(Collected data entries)
◇ ◇ ◇

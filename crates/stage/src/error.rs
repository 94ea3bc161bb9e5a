use geometry::GeometryKind;
use render::LayerId;
use view::ViewKind;

#[derive(Debug, Clone, PartialEq)]
pub enum StageError {
    /// No renderer was registered for this pairing.
    NoRenderer { geometry: GeometryKind, view: ViewKind },
    /// The geometry cannot be viewed through this kind of view.
    ViewMismatch { geometry: GeometryKind, view: ViewKind },
    UnknownLayer(LayerId),
    /// A tween target of one view kind aimed at a layer with another.
    TargetMismatch { expected: ViewKind, found: ViewKind },
    InvalidLevel { level: u32, max: u32 },
    InvalidSize { width: f64, height: f64 },
    InvalidIndex { index: usize, len: usize },
}

impl std::fmt::Display for StageError {
    fn fmt(&self, f: &mut std::fmt::Formatter<'_>) -> std::fmt::Result {
        match self {
            StageError::NoRenderer { geometry, view } => {
                write!(f, "no renderer registered for {geometry} geometry with {view} view")
            }
            StageError::ViewMismatch { geometry, view } => {
                write!(f, "{geometry} geometry cannot be shown through a {view} view")
            }
            StageError::UnknownLayer(id) => write!(f, "unknown layer: {id}"),
            StageError::TargetMismatch { expected, found } => {
                write!(f, "cannot move a {expected} view to a {found} target")
            }
            StageError::InvalidLevel { level, max } => {
                write!(f, "level {level} does not exist (max level is {max})")
            }
            StageError::InvalidSize { width, height } => {
                write!(f, "invalid stage size {width}x{height}")
            }
            StageError::InvalidIndex { index, len } => {
                write!(f, "layer index {index} out of range for {len} layers")
            }
        }
    }
}

impl std::error::Error for StageError {}
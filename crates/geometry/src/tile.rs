use core::cmp::Ordering;

use foundation::next_serial;
use foundation::math::Vec3;
use foundation::util;
use serde::{Deserialize, Serialize};

/// Identity of one geometry instance; tiles never compare across ids.
#[derive(Copy, Clone, Debug, PartialEq, Eq, PartialOrd, Ord, Hash, Serialize)]
pub struct GeometryId(u64);

impl GeometryId {
    pub fn next() -> Self {
        GeometryId(next_serial())
    }

    pub fn get(self) -> u64 {
        self.0
    }
}

impl std::fmt::Display for GeometryId {
    fn fmt(&self, f: &mut std::fmt::Formatter<'_>) -> std::fmt::Result {
        write!(f, "geometry#{}", self.0)
    }
}

/// Cube face, in paint order.
#[derive(Copy, Clone, Debug, PartialEq, Eq, PartialOrd, Ord, Hash, Serialize, Deserialize)]
pub enum Face {
    F,
    R,
    B,
    L,
    U,
    D,
}

impl Face {
    pub const ALL: [Face; 6] = [Face::F, Face::R, Face::B, Face::L, Face::U, Face::D];

    pub fn index(self) -> u32 {
        self as u32
    }

    pub fn as_char(self) -> char {
        match self {
            Face::F => 'f',
            Face::R => 'r',
            Face::B => 'b',
            Face::L => 'l',
            Face::U => 'u',
            Face::D => 'd',
        }
    }

    /// `(normal, right, up)` of the face image as seen from the centre.
    ///
    /// A point with face coordinates `(s, t)`, both in `[-0.5, 0.5]`, is
    /// `0.5 * normal + s * right + t * up`.
    pub fn basis(self) -> (Vec3, Vec3, Vec3) {
        let x = Vec3::X;
        let y = Vec3::Y;
        let z = Vec3::Z;
        match self {
            Face::F => (-z, x, y),
            Face::R => (x, z, y),
            Face::B => (z, -x, y),
            Face::L => (-x, -z, y),
            Face::U => (y, x, z),
            Face::D => (-y, x, -z),
        }
    }

    /// Face hit by a ray, and the ray's `(s, t)` coordinates on it.
    pub fn project(v: Vec3) -> Option<(Face, f64, f64)> {
        if v.max_abs_component() <= 0.0 {
            return None;
        }
        let face = Face::ALL
            .into_iter()
            .max_by(|a, b| util::cmp(a.basis().0.dot(v), b.basis().0.dot(v)))?;
        let (n, u, w) = face.basis();
        let p = v.scale(0.5 / n.dot(v));
        Some((face, p.dot(u), p.dot(w)))
    }
}

impl std::fmt::Display for Face {
    fn fmt(&self, f: &mut std::fmt::Formatter<'_>) -> std::fmt::Result {
        write!(f, "{}", self.as_char())
    }
}

/// Geometry-specific position of a tile within its level.
///
/// Rows (`y`) grow downwards in image space, columns (`x`) grow rightwards.
#[derive(Copy, Clone, Debug, PartialEq, Eq, Hash, Serialize)]
#[serde(tag = "kind", rename_all = "lowercase")]
pub enum TileAddress {
    Cube { face: Face, x: u32, y: u32 },
    Grid { x: u32, y: u32 },
}

/// Value-like handle for one tile of one geometry level.
///
/// Equality and hashing are structural over `(geometry, z, address)`; the
/// order sorts lower levels first so that when tiles of several levels
/// cover the same spot, finer ones are painted on top.
#[derive(Copy, Clone, Debug, PartialEq, Eq, Hash, Serialize)]
pub struct Tile {
    pub geometry: GeometryId,
    pub z: u32,
    pub address: TileAddress,
}

impl Tile {
    pub fn cube(geometry: GeometryId, z: u32, face: Face, x: u32, y: u32) -> Self {
        Self {
            geometry,
            z,
            address: TileAddress::Cube { face, x, y },
        }
    }

    pub fn grid(geometry: GeometryId, z: u32, x: u32, y: u32) -> Self {
        Self {
            geometry,
            z,
            address: TileAddress::Grid { x, y },
        }
    }

    pub fn face(&self) -> Option<Face> {
        match self.address {
            TileAddress::Cube { face, .. } => Some(face),
            TileAddress::Grid { .. } => None,
        }
    }

    pub fn x(&self) -> u32 {
        match self.address {
            TileAddress::Cube { x, .. } | TileAddress::Grid { x, .. } => x,
        }
    }

    pub fn y(&self) -> u32 {
        match self.address {
            TileAddress::Cube { y, .. } | TileAddress::Grid { y, .. } => y,
        }
    }

    fn sort_key(&self) -> (GeometryId, u32, u32, u32, u32) {
        let face = self.face().map_or(0, Face::index);
        (self.geometry, self.z, face, self.y(), self.x())
    }

    /// Stable 32-bit hash, identical across runs and platforms.
    ///
    /// Equal tiles always hash equal; distinct tiles may collide.
    pub fn hash_value(&self) -> u32 {
        let g = self.geometry.get();
        let face = self.face().map_or(u32::MAX, Face::index);
        util::hash(&[
            g as u32,
            (g >> 32) as u32,
            self.z,
            face,
            self.x(),
            self.y(),
        ])
    }

    pub fn equals(&self, other: &Tile) -> bool {
        self == other
    }
}

impl Ord for Tile {
    fn cmp(&self, other: &Self) -> Ordering {
        self.sort_key().cmp(&other.sort_key())
    }
}

impl PartialOrd for Tile {
    fn partial_cmp(&self, other: &Self) -> Option<Ordering> {
        Some(self.cmp(other))
    }
}

impl std::fmt::Display for Tile {
    fn fmt(&self, f: &mut std::fmt::Formatter<'_>) -> std::fmt::Result {
        match self.address {
            TileAddress::Cube { face, x, y } => write!(f, "{face}/{}/{x}/{y}", self.z),
            TileAddress::Grid { x, y } => write!(f, "{}/{x}/{y}", self.z),
        }
    }
}
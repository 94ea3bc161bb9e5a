mod drag;
mod key;
mod qtvr;
mod velocity;
mod zoom;

pub use drag::{DEFAULT_DRAG_FRICTION, DragControlMethod};
pub use key::KeyControlMethod;
pub use qtvr::{DEFAULT_QTVR_SPEED, QtvrControlMethod};
pub use velocity::{VelocityControlMethod, VelocityHandle};
pub use zoom::{DEFAULT_ZOOM_DELTA, PinchZoomControlMethod, ScrollZoomControlMethod};
use foundation::Time;
use geometry::Tile;

use crate::asset::StaticAsset;
use crate::load::{Completer, LoadError, LoadHandle, Source, load_channel};

/// Fabricates blank assets of a fixed size. Each load is answered after
/// `delay_polls` calls to [`Source::poll`], or immediately when zero.
#[derive(Debug)]
pub struct SyntheticSource {
    tile_width: u32,
    tile_height: u32,
    delay_polls: u32,
    failing_level: Option<u32>,
    pending: Vec<(u32, Tile, Completer)>,
    requested: u64,
}

impl SyntheticSource {
    pub fn new(tile_width: u32, tile_height: u32, delay_polls: u32) -> Self {
        Self {
            tile_width,
            tile_height,
            delay_polls,
            failing_level: None,
            pending: Vec::new(),
            requested: 0,
        }
    }

    /// Every load for level `z` fails with a network error.
    pub fn with_failing_level(mut self, z: u32) -> Self {
        self.failing_level = Some(z);
        self
    }

    pub fn requested(&self) -> u64 {
        self.requested
    }

    pub fn pending(&self) -> usize {
        self.pending.len()
    }

    fn answer(&self, tile: &Tile) -> Result<Box<dyn crate::Asset>, LoadError> {
        if self.failing_level == Some(tile.z) {
            return Err(LoadError::network(format!("synthetic failure for {tile}")));
        }
        Ok(Box::new(StaticAsset::new(self.tile_width, self.tile_height, *tile)))
    }
}

impl Source for SyntheticSource {
    fn load_asset(&mut self, tile: &Tile) -> LoadHandle {
        self.requested += 1;
        if self.delay_polls == 0 {
            return LoadHandle::ready(self.answer(tile));
        }
        let (handle, completer) = load_channel();
        self.pending.push((self.delay_polls, *tile, completer));
        handle
    }

    fn poll(&mut self, _now: Time) {
        let mut still_pending = Vec::with_capacity(self.pending.len());
        for (remaining, tile, completer) in std::mem::take(&mut self.pending) {
            if completer.is_cancelled() {
                continue;
            }
            if remaining <= 1 {
                completer.complete(self.answer(&tile));
            } else {
                still_pending.push((remaining - 1, tile, completer));
            }
        }
        self.pending = still_pending;
    }
}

◇ ◇ ◇

WHAT IS EXPECTED: What is the number of lines in the entries above that contain the word "across"? Answer with that number only.

YOUR RESPONSE: 2